Segment Start: Provided data

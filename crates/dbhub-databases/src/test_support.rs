//! Fixtures shared by the unit tests in this crate

use std::sync::Arc;

use bytes::Bytes;
use chrono::{Duration, Utc};
use dbhub_database::DbConnection;
use dbhub_entities::{sessions, users};
use sea_orm::{ActiveModelTrait, Set};

pub async fn seed_user(db: &Arc<DbConnection>, username: &str, pref_max_rows: i32) {
    users::ActiveModel {
        username: Set(username.to_string()),
        email: Set(format!("{}@example.com", username)),
        password_hash: Set(None),
        minio_bucket: Set(format!("{}-bucket", username)),
        pref_max_rows: Set(pref_max_rows),
        ..Default::default()
    }
    .insert(db.as_ref())
    .await
    .unwrap();
}

pub async fn seed_session(db: &Arc<DbConnection>, username: &str, token: &str, valid_for: Duration) {
    sessions::ActiveModel {
        session_token: Set(token.to_string()),
        username: Set(username.to_string()),
        expires_at: Set(Utc::now() + valid_for),
        created_at: Set(Utc::now()),
        ..Default::default()
    }
    .insert(db.as_ref())
    .await
    .unwrap();
}

/// Bytes of a SQLite file built from `sql`
pub fn sqlite_file(sql: &str) -> Bytes {
    let dir = tempfile::tempdir().unwrap();
    let path = dir.path().join("fixture.db");
    let conn = rusqlite::Connection::open(&path).unwrap();
    conn.execute_batch(sql).unwrap();
    drop(conn);
    Bytes::from(std::fs::read(&path).unwrap())
}

/// One table `t (a INT, b TEXT)` with three rows
pub fn three_row_db() -> Bytes {
    sqlite_file(
        "CREATE TABLE t (a INT, b TEXT);
         INSERT INTO t VALUES (1, 'one'), (2, 'two'), (3, 'three');",
    )
}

Segment End: Provided data

**What you have to do:**
Look through the records and gather every line containing "DbConnection".

**Exercise output:**
use dbhub_database::DbConnection;
pub async fn seed_user(db: &Arc<DbConnection>, username: &str, pref_max_rows: i32) {
pub async fn seed_session(db: &Arc<DbConnection>, username: &str, token: &str, valid_for: Duration) {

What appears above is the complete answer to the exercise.